By politics.co.uk staff
Ed Miliband has announced he will stand against his brother to be leader of the Labour party during a speech to the Fabian Society.
No other contenders apart from Ed and David Miliband have yet emerged in the race, but John Cruddas, Andy Burnham and Ed Balls are also expected to run.
Today's speech saw the former energy and climate change secretary cast a harsh light on Labour's recent record in office, citing immigration, civil liberties and the role of the state as major errors of the Labour government.
"There are many lessons of this election, but there is one in particular," he said. "Fundamentally we lost touch with our values... and we lost touch with the people were supposed to represent.
"We became more like technocrats and less like transformers of our party.
"We didn't take the opportunity of the banking crisis to say to ourselves, 'well these are markets are out of control'. We lost touch with people's sense of fairness.
"We haven't faced up to people's daily frustrations with the state as we should have done," he went on.
"We seem casual, frankly, about the relation between the state and the individual on issues like ID cards. There's always a balance between liberty and security, but we seemed casual.
"We need to think in new ways about markets. Globalisation is not some untameable force to which you need to adapt or die."

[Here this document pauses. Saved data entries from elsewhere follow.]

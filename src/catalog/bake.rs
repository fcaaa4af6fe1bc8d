/// Taxonomy ingestion: load the COICOP CSV into a fresh category database.
///
/// Baking always replaces the whole database. Rows go into the structured
/// `category` table and into both full-text indexes, with the FTS `rowid`
/// pinned to the category `id` so the query builder's
/// `id IN (SELECT rowid ...)` join is exact.
use std::fs;
use std::io::Read;
use std::path::{Path, PathBuf};

use rusqlite::params;
use serde::Deserialize;

use super::errors::CatalogError;
use super::query::{CATEGORY_TABLE, EXCLUDES_FTS_TABLE, MAIN_FTS_TABLE};
use super::store::Store;

/// One CSV record. Missing text columns read as empty; extra columns are ignored.
#[derive(Debug, Deserialize)]
struct CategoryRecord {
    code: String,
    title: String,
    #[serde(default)]
    intro: String,
    #[serde(default)]
    includes: String,
    #[serde(default, rename = "alsoIncludes")]
    also_includes: String,
    #[serde(default)]
    excludes: String,
}

/// Outcome of a bake.
#[derive(Debug, Clone, PartialEq, Eq)]
pub struct BakeSummary {
    /// Where the database was written.
    pub db_path: PathBuf,
    /// Number of categories loaded.
    pub categories: usize,
}

impl Store {
    /// Create the category table, its code index and both full-text indexes.
    ///
    /// # Errors
    ///
    /// Returns `CatalogError::Store` if any statement fails (e.g. the tables
    /// already exist).
    pub fn create_schema(&self) -> Result<(), CatalogError> {
        self.conn.execute_batch(&format!(
            "CREATE TABLE {CATEGORY_TABLE} (
                id INTEGER PRIMARY KEY AUTOINCREMENT,
                code TEXT,
                title TEXT,
                intro TEXT,
                includes TEXT,
                alsoIncludes TEXT,
                excludes TEXT,
                level INTEGER DEFAULT NULL
            );
            CREATE INDEX category_code_idx ON {CATEGORY_TABLE} (code);
            CREATE VIRTUAL TABLE {MAIN_FTS_TABLE} USING fts5(title, intro, includes, alsoIncludes);
            CREATE VIRTUAL TABLE {EXCLUDES_FTS_TABLE} USING fts5(excludes);"
        ))?;
        Ok(())
    }

    /// Load every CSV record in one transaction and derive `level`.
    ///
    /// Returns the number of categories loaded.
    ///
    /// # Errors
    ///
    /// Returns `CatalogError::Csv` for a malformed record (nothing is
    /// committed) or `CatalogError::Store` on a write failure.
    pub fn load_csv<R: Read>(&mut self, input: R) -> Result<usize, CatalogError> {
        let mut reader = csv::Reader::from_reader(input);
        let tx = self.conn.transaction()?;
        let mut count = 0;
        {
            let mut insert_category = tx.prepare(&format!(
                "INSERT INTO {CATEGORY_TABLE} (code, title, intro, includes, alsoIncludes, excludes) \
                 VALUES (?1, ?2, ?3, ?4, ?5, ?6)"
            ))?;
            let mut insert_main = tx.prepare(&format!(
                "INSERT INTO {MAIN_FTS_TABLE} (rowid, title, intro, includes, alsoIncludes) \
                 VALUES (?1, ?2, ?3, ?4, ?5)"
            ))?;
            let mut insert_excludes = tx.prepare(&format!(
                "INSERT INTO {EXCLUDES_FTS_TABLE} (rowid, excludes) VALUES (?1, ?2)"
            ))?;

            for record in reader.deserialize() {
                let r: CategoryRecord = record?;
                insert_category.execute(params![
                    r.code,
                    r.title,
                    r.intro,
                    r.includes,
                    r.also_includes,
                    r.excludes
                ])?;
                let id = tx.last_insert_rowid();
                insert_main.execute(params![id, r.title, r.intro, r.includes, r.also_includes])?;
                insert_excludes.execute(params![id, r.excludes])?;
                count += 1;
            }
        }
        tx.execute(
            &format!(
                "UPDATE {CATEGORY_TABLE} SET level = (LENGTH(code) - LENGTH(REPLACE(code, '.', '')) + 1);"
            ),
            [],
        )?;
        tx.commit()?;
        Ok(count)
    }
}

/// Bake `csv_path` into a fresh database at `db_path`.
///
/// Any existing database file is deleted first; the parent directory is
/// created when missing.
///
/// # Errors
///
/// Returns `CatalogError::Io` for filesystem failures, `CatalogError::Csv`
/// for malformed input and `CatalogError::Store` for SQLite failures.
pub fn bake(db_path: &Path, csv_path: &Path) -> Result<BakeSummary, CatalogError> {
    let csv_file = fs::File::open(csv_path).map_err(io_error(csv_path))?;

    tracing::info!(path = %db_path.display(), "Initializing category database");
    if db_path.exists() {
        tracing::info!(path = %db_path.display(), "Database already exists, deleting it");
        fs::remove_file(db_path).map_err(io_error(db_path))?;
    }
    if let Some(parent) = db_path.parent().filter(|p| !p.as_os_str().is_empty()) {
        if !parent.exists() {
            tracing::info!(path = %parent.display(), "Creating database directory");
            fs::create_dir_all(parent).map_err(io_error(parent))?;
        }
    }

    let mut store = Store::create(db_path)?;
    store.create_schema()?;
    let categories = store.load_csv(csv_file)?;
    tracing::info!(categories, "Baked categories");

    Ok(BakeSummary {
        db_path: db_path.to_owned(),
        categories,
    })
}

fn io_error(path: &Path) -> impl FnOnce(std::io::Error) -> CatalogError + '_ {
    move |source| CatalogError::Io {
        path: path.to_owned(),
        source,
    }
}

The speech today raises the fascinating prospect of two brothers challenging each other for the leadership, although David Miliband, former foreign secretary, insisted the race would not affect the two men's personal relationship.
"We have talked very frankly and openly to each other because we love each other as brothers," he said.
"Brotherly love will survive because brotherly love is more important than politics."
Ed Miliband made light of the issue today, saying the big question was who his mother would be supporting.
"I'm confident that on the basis of her position on the political spectrum, that her candidate for the labour leadership will be John Cruddas," he joked.
Ed Miliband is less well know than his older brother outside of Westminster, but his stint at the department of energy and climate change has seen his political capital skyrocket, with many civil servants and party colleagues speaking highly of his intelligence and judgement.
Ed Miliband is also thought to be marginally more left wing than David, and he has the support of the union Unite.
Both men are children of notorious Marxist academic Ralph Miliband.